Despite the importance of ‘dairy’ in these models, it is critical to highlight that dairy intake alone does not predict the presence/absence of CMD risk factors. Diet pattern analysis plays a unique role in assessing the relationship between diet and disease because it is more strongly related to the risk of disease than individual foods [38]. Indeed ‘dairy’ was inversely associated with ‘fatty acids’ and ‘saturated fatty acids’ components. While the reduction of saturated fatty acids (SFAs) in the diet is recommended to prevent CMD risk factors [39], the major source of dietary SFAs is provided by the low-nutritive value of highly processed foods, followed by animal food-based products [40]. Therefore, complex dietary factors interplay to make of dietary pattern that may influence many chronic diseases.

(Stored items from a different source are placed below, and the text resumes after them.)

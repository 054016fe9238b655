//! The key-value store contract backing the key-value filesystem.
//!
//! A [`Store`] maps canonical paths to [`Record`]s. Stores may opt into
//! [`TransactionStore`]; [`transaction_or_serial`] hands callers a real
//! transaction when one is available and otherwise a serial wrapper that
//! executes operations immediately, with no atomicity.

use std::any::Any;
use std::sync::Arc;
use std::time::SystemTime;

use async_trait::async_trait;

use crate::blob::Blob;
use crate::cancel;
use crate::error::Result;
use crate::fs::FileMode;

/// The persisted value stored under a path key.
///
/// Directory membership is not part of the record: stores derive it by
/// prefix scan over their keys.
#[async_trait]
pub trait Record: Send + Sync {
    /// The file's byte container. Errors with `IsDir` for directories.
    async fn data(&self) -> Result<Box<dyn Blob>>;

    /// Names of the directory's children. Errors with `NotDir` for files.
    async fn read_dir_names(&self) -> Result<Vec<String>>;

    /// Length of the file's contents; zero for directories.
    fn size(&self) -> u64;

    /// Mode bits, including the type bits.
    fn mode(&self) -> FileMode;

    /// Modification time.
    fn modtime(&self) -> SystemTime;

    /// Opaque backend-specific handle.
    fn sys(&self) -> Option<Arc<dyn Any + Send + Sync>> {
        None
    }
}

impl std::fmt::Debug for dyn Record {
    fn fmt(&self, f: &mut std::fmt::Formatter<'_>) -> std::fmt::Result {
        f.debug_struct("Record").field("size", &self.size()).field("mode", &self.mode()).finish()
    }
}

/// The persistable metadata slice of a record.
#[derive(Debug, Clone, Copy, PartialEq)]
#[cfg_attr(feature = "serde", derive(serde::Serialize, serde::Deserialize))]
pub struct RecordMeta {
    pub size: u64,
    pub mode: FileMode,
    pub modtime: SystemTime,
}

impl RecordMeta {
    /// Captures the metadata of `record`.
    pub fn of(record: &dyn Record) -> RecordMeta {
        RecordMeta { size: record.size(), mode: record.mode(), modtime: record.modtime() }
    }
}

/// A key-value store of path-keyed records.
#[async_trait]
pub trait Store: Send + Sync {
    /// Fetches the record at `key`. Errors with `NotExist` when missing.
    async fn get(&self, key: &str) -> Result<Arc<dyn Record>>;

    /// Persists `record` at `key`; `None` deletes. Implementations
    /// materialize file contents by invoking [`Record::data`].
    async fn set(&self, key: &str, record: Option<Arc<dyn Record>>) -> Result<()>;

    /// Transaction support, if advertised.
    fn as_transactional(&self) -> Option<&dyn TransactionStore> {
        None
    }
}

/// A store offering transactions.
#[async_trait]
pub trait TransactionStore: Store {
    async fn transaction(&self, options: TxOptions) -> Result<Box<dyn Transaction>>;
}

/// Transaction access mode.
#[derive(Debug, Clone, Copy, PartialEq, Eq, Default)]
pub enum TxMode {
    /// Writes submitted to the transaction are rejected per-op.
    ReadOnly,
    /// Reads and writes are accepted.
    #[default]
    ReadWrite,
}

/// Options for [`TransactionStore::transaction`].
#[derive(Debug, Clone, Copy, Default)]
pub struct TxOptions {
    pub mode: TxMode,
}

/// Identifier of one enqueued transaction operation, monotonic within the
/// transaction in submission order.
pub type OpId = u64;

/// Outcome of one transaction operation.
pub struct OpResult {
    /// The operation this result belongs to.
    pub op: OpId,
    /// The fetched record, for `get` operations that succeeded.
    pub record: Option<Arc<dyn Record>>,
    /// The failure, if the operation failed.
    pub err: Option<crate::error::FsError>,
}

impl OpResult {
    pub fn ok(&self) -> bool {
        self.err.is_none()
    }
}

/// Verdict returned by an operation handler during commit.
#[derive(Debug, Clone, Copy, PartialEq, Eq)]
pub enum TxDecision {
    /// Keep committing.
    Continue,
    /// Abort the transaction.
    Abort,
}

/// Callback run against an operation's result during commit.
pub type OpHandler = Box<dyn FnOnce(&OpResult) -> TxDecision + Send>;

/// An in-flight transaction.
///
/// Operations are enqueued (or, for serial wrappers, executed on the
/// spot) and their results reported by `commit` in submission order.
#[async_trait]
pub trait Transaction: Send {
    /// Enqueues a fetch of `key`.
    async fn get(&mut self, key: &str) -> OpId;

    /// Enqueues a fetch of `key` with a commit-time handler.
    async fn get_with(&mut self, key: &str, handler: OpHandler) -> OpId;

    /// Enqueues a write of `record` (or a delete) at `key`. `contents`
    /// optionally carries pre-materialized file data so the store does
    /// not need to invoke [`Record::data`] again.
    async fn set(
        &mut self,
        key: &str,
        record: Option<Arc<dyn Record>>,
        contents: Option<Vec<u8>>,
    ) -> OpId;

    /// Enqueues a write with a commit-time handler.
    async fn set_with(
        &mut self,
        key: &str,
        record: Option<Arc<dyn Record>>,
        contents: Option<Vec<u8>>,
        handler: OpHandler,
    ) -> OpId;

    /// Applies the enqueued operations, reporting results in op order.
    /// Handlers run as their operation completes and may abort the
    /// remainder; cancellation through `token` abandons the commit with
    /// the token's error.
    async fn commit(self: Box<Self>, token: cancel::Token) -> Result<Vec<OpResult>>;

    /// Discards the transaction.
    async fn abort(self: Box<Self>) -> Result<()>;
}

/// A native transaction when the store advertises one, a serial wrapper
/// otherwise.
pub async fn transaction_or_serial(
    store: &Arc<dyn Store>,
    options: TxOptions,
) -> Result<Box<dyn Transaction>> {
    match store.as_transactional() {
        Some(capable) => capable.transaction(options).await,
        None => Ok(Box::new(SerialTransaction {
            store: store.clone(),
            options,
            results: Vec::new(),
            decision: TxDecision::Continue,
        })),
    }
}

/// Fallback transaction that executes each operation the moment it is
/// submitted. Offers ordering but no atomicity.
struct SerialTransaction {
    store: Arc<dyn Store>,
    options: TxOptions,
    results: Vec<OpResult>,
    decision: TxDecision,
}

impl SerialTransaction {
    fn next_id(&self) -> OpId {
        self.results.len() as OpId
    }

    fn push(&mut self, mut result: OpResult, handler: Option<OpHandler>) -> OpId {
        let id = result.op;
        if self.decision == TxDecision::Abort {
            result.err = Some(crate::error::FsError::Kind(crate::error::ErrorKind::Canceled));
            result.record = None;
        } else if let Some(handler) = handler {
            if handler(&result) == TxDecision::Abort {
                self.decision = TxDecision::Abort;
            }
        }
        self.results.push(result);
        id
    }
}

#[async_trait]
impl Transaction for SerialTransaction {
    async fn get(&mut self, key: &str) -> OpId {
        self.get_with(key, Box::new(|_: &OpResult| TxDecision::Continue)).await
    }

    async fn get_with(&mut self, key: &str, handler: OpHandler) -> OpId {
        let op = self.next_id();
        let result = if self.decision == TxDecision::Abort {
            OpResult { op, record: None, err: None }
        } else {
            match self.store.get(key).await {
                Ok(record) => OpResult { op, record: Some(record), err: None },
                Err(err) => OpResult { op, record: None, err: Some(err) },
            }
        };
        self.push(result, Some(handler))
    }

    async fn set(
        &mut self,
        key: &str,
        record: Option<Arc<dyn Record>>,
        contents: Option<Vec<u8>>,
    ) -> OpId {
        self.set_with(key, record, contents, Box::new(|_: &OpResult| TxDecision::Continue)).await
    }

    async fn set_with(
        &mut self,
        key: &str,
        record: Option<Arc<dyn Record>>,
        _contents: Option<Vec<u8>>,
        handler: OpHandler,
    ) -> OpId {
        let op = self.next_id();
        let result = if self.decision == TxDecision::Abort {
            OpResult { op, record: None, err: None }
        } else if self.options.mode == TxMode::ReadOnly {
            OpResult {
                op,
                record: None,
                err: Some(crate::error::FsError::Kind(crate::error::ErrorKind::Permission)),
            }
        } else {
            match self.store.set(key, record).await {
                Ok(()) => OpResult { op, record: None, err: None },
                Err(err) => OpResult { op, record: None, err: Some(err) },
            }
        };
        self.push(result, Some(handler))
    }

    async fn commit(self: Box<Self>, token: cancel::Token) -> Result<Vec<OpResult>> {
        if token.is_cancelled() {
            return Err(token.error());
        }
        Ok(self.results)
    }

    async fn abort(self: Box<Self>) -> Result<()> {
        Ok(())
    }
}
//! Record wrappers used by the key-value filesystem engine.

use std::sync::{Arc, OnceLock};
use std::time::SystemTime;

use async_trait::async_trait;
use tokio::sync::OnceCell;

use crate::blob::{Blob, HeapBlob};
use crate::error::{ErrorKind, FsError, Result};
use crate::fs::{FileInfo, FileMode};
use crate::path;
use crate::store::Record;

/// Memoizing wrapper around a store record.
///
/// The engine owns the initialize-on-first-read cells, so each accessor of
/// the underlying record runs at most once per record lifetime regardless
/// of how often the engine consults it.
pub(crate) struct CachedRecord {
    inner: Arc<dyn Record>,
    size: OnceLock<u64>,
    mode: OnceLock<FileMode>,
    modtime: OnceLock<SystemTime>,
    names: OnceCell<Vec<String>>,
}

impl CachedRecord {
    pub fn new(inner: Arc<dyn Record>) -> CachedRecord {
        CachedRecord {
            inner,
            size: OnceLock::new(),
            mode: OnceLock::new(),
            modtime: OnceLock::new(),
            names: OnceCell::new(),
        }
    }

    pub fn size(&self) -> u64 {
        *self.size.get_or_init(|| self.inner.size())
    }

    pub fn mode(&self) -> FileMode {
        *self.mode.get_or_init(|| self.inner.mode())
    }

    pub fn modtime(&self) -> SystemTime {
        *self.modtime.get_or_init(|| self.inner.modtime())
    }

    pub fn is_dir(&self) -> bool {
        self.mode().is_dir()
    }

    /// The record's byte container. The engine calls this once, when a
    /// file handle is opened.
    pub async fn data(&self) -> Result<Box<dyn Blob>> {
        self.inner.data().await
    }

    pub async fn read_dir_names(&self) -> Result<Vec<String>> {
        let names = self.names.get_or_try_init(|| self.inner.read_dir_names()).await?;
        Ok(names.clone())
    }

    pub fn info(&self, full_path: &str) -> FileInfo {
        FileInfo {
            name: path::base(full_path).to_owned(),
            size: self.size(),
            mode: self.mode(),
            modtime: self.modtime(),
            sys: self.inner.sys(),
        }
    }
}

/// File record the engine hands to `Store::set`.
pub struct FileRecord {
    bytes: Arc<Vec<u8>>,
    mode: FileMode,
    modtime: SystemTime,
}

impl FileRecord {
    pub fn new(bytes: Vec<u8>, mode: FileMode, modtime: SystemTime) -> FileRecord {
        FileRecord { bytes: Arc::new(bytes), mode, modtime }
    }

    /// The record's contents without going through a blob copy.
    pub fn contents(&self) -> Arc<Vec<u8>> {
        self.bytes.clone()
    }
}

#[async_trait]
impl Record for FileRecord {
    async fn data(&self) -> Result<Box<dyn Blob>> {
        Ok(Box::new(HeapBlob::from(self.bytes.as_slice())))
    }

    async fn read_dir_names(&self) -> Result<Vec<String>> {
        Err(FsError::Kind(ErrorKind::NotDir))
    }

    fn size(&self) -> u64 {
        self.bytes.len() as u64
    }

    fn mode(&self) -> FileMode {
        self.mode
    }

    fn modtime(&self) -> SystemTime {
        self.modtime
    }
}

/// Directory record the engine hands to `Store::set`.
///
/// Membership lives in the store's key space, so the record itself lists
/// no children.
pub struct DirRecord {
    mode: FileMode,
    modtime: SystemTime,
}

impl DirRecord {
    pub fn new(perm: FileMode, modtime: SystemTime) -> DirRecord {
        DirRecord { mode: FileMode::DIR | perm.perm(), modtime }
    }

    pub(crate) fn with_mode(mode: FileMode, modtime: SystemTime) -> DirRecord {
        DirRecord { mode: FileMode::DIR | (mode & !FileMode::TYPE_MASK), modtime }
    }
}

#[async_trait]
impl Record for DirRecord {
    async fn data(&self) -> Result<Box<dyn Blob>> {
        Err(FsError::Kind(ErrorKind::IsDir))
    }

    async fn read_dir_names(&self) -> Result<Vec<String>> {
        Ok(Vec::new())
    }

    fn size(&self) -> u64 {
        0
    }

    fn mode(&self) -> FileMode {
        self.mode
    }

    fn modtime(&self) -> SystemTime {
        self.modtime
    }
}
#[async_trait]
impl MkdirFs for KvFs {
    async fn mkdir(&self, name: &str, perm: FileMode) -> Result<()> {
        KvFs::validate("mkdir", name)?;
        if name != path::ROOT {
            let parent = path::parent(name);
            let parent_record = match self.record("mkdir", parent).await {
                Ok(record) => record,
                Err(err) if err.is(ErrorKind::NotExist) => {
                    return Err(path_error("mkdir", name, ErrorKind::NotExist))
                }
                Err(err) => return Err(err),
            };
            if !parent_record.is_dir() {
                return Err(path_error("mkdir", name, ErrorKind::NotDir));
            }
        }
        match self.store.get(name).await {
            Ok(_) => return Err(path_error("mkdir", name, ErrorKind::Exist)),
            Err(err) if err.is(ErrorKind::NotExist) => {}
            Err(err) => return Err(err.with_path("mkdir", name)),
        }
        let record = DirRecord::new(perm, SystemTime::now());
        self.store
            .set(name, Some(Arc::new(record)))
            .await
            .map_err(|err| err.with_path("mkdir", name))
    }
}

#[async_trait]
impl MkdirAllFs for KvFs {
    async fn mkdir_all(&self, target: &str, perm: FileMode) -> Result<()> {
        KvFs::validate("mkdir", target)?;
        if target == path::ROOT {
            return Ok(());
        }

        // Walk leaf to root collecting the missing suffix of the chain.
        let mut missing: Vec<&str> = Vec::new();
        let mut current = target;
        loop {
            match self.record("mkdir", current).await {
                Ok(record) => {
                    if !record.is_dir() {
                        return Err(path_error("mkdir", current.to_owned(), ErrorKind::NotDir));
                    }
                    break;
                }
                Err(err) if err.is(ErrorKind::NotExist) => {
                    missing.push(current);
                    if current == path::ROOT {
                        break;
                    }
                    current = path::parent(current);
                }
                Err(err) => return Err(err),
            }
        }

        for prefix in missing.into_iter().rev() {
            match self.mkdir(prefix, perm).await {
                Ok(()) => {}
                Err(err) if err.is(ErrorKind::Exist) => {}
                Err(err) => return Err(err),
            }
        }
        Ok(())
    }
}

#[async_trait]
impl RemoveFs for KvFs {
    async fn remove(&self, name: &str) -> Result<()> {
        KvFs::validate("remove", name)?;
        if name == path::ROOT {
            return Err(path_error("remove", name, ErrorKind::Invalid));
        }
        let record = self.record("remove", name).await?;
        if record.is_dir() {
            let names =
                record.read_dir_names().await.map_err(|err| err.with_path("remove", name))?;
            if !names.is_empty() {
                return Err(path_error("remove", name, ErrorKind::NotEmpty));
            }
        }
        self.store.set(name, None).await.map_err(|err| err.with_path("remove", name))
    }
}

#[async_trait]
impl RemoveAllFs for KvFs {
    async fn remove_all(&self, name: &str) -> Result<()> {
        KvFs::validate("remove", name)?;
        self.remove_tree(name).await
    }
}

#[async_trait]
impl RenameFs for KvFs {
    async fn rename(&self, old: &str, new: &str) -> Result<()> {
        if !path::valid(old) || !path::valid(new) {
            return Err(link_error("rename", old, new, ErrorKind::Invalid));
        }
        debug!(old, new, "rename");
        self.rename_inner(old, new).await
    }
}

#[async_trait]
impl StatFs for KvFs {
    async fn stat(&self, name: &str) -> Result<FileInfo> {
        KvFs::validate("stat", name)?;
        let record = self.record("stat", name).await?;
        Ok(record.info(name))
    }
}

It is also important to consider that the development of some CMD risk factors (e.g. insulin resistance and atherosclerosis) may take time [41], and the lag between insult and injury may underlay the lower predictive performance we observed in younger individuals. Similarly, dietary habits may become more stable with time, allowing the identification of stronger associations between habitual diet and CMD risk factors in older populations. Regardless, consideration of sex and age may advance the goal of developing public health targets by promoting healthful eating habits.

Limitations

The cross-sectional study design results in associations that cannot support causal inferences between HEI-2015 and cardiometabolic status. In addition, the restricted geographical residence, income, and educational level of the participants may reflect dietary habits. Furthermore, ethnicity was primarily represented by~ 70% white participants. The HEI-2015 calculation used two or three 24-h dietary recalls which are prone to error due to their reliance on the participants’ ability to recall and accurately self-report dietary intake, which may lead to under- or over-reporting. However, to minimize error in these measurements a training recall was performed by all participants with study staff before the at-home recalls used in this report. In addition, these short term assessments may not fully reflect the dietary habits of an individual over time. However, the use of the HEI to collapse the data into a diet pattern likely attenuates these errors, and diet patterns are reportedly stable for up to 5 yrs. [42]. In addition, as the presentation of metabolic risk associated with dietary habits is likely associated with the duration of those practices, the ability of diet to predict the presence of CVD-risk factors would be expected to change with age. Finally, 24 h diet recalls may not be stable predictors of longer term dietary patterns.

Conclusions

In the current study, using diet patterns described by the HEI-2015 total and subscores we found that: 1) a total HEI-score > 64 (of 100 perfect quality diet score) was associated with the absence of CMD risk factors; 2) HEI component scores yielded better CMDrf predictions than the total scores; 3) stratification of HEI component based CMDrf predictions performed best stratified by sex and age. These results suggest that integrating HEI-2015 subscores along with total HEI-scores into clinical assessments may provide preventative strategies for CMD risk factor development, and sex/age- specific diet-based intervention strategies to enhance the prevalence of a healthy cardiometabolic profile/phenotype.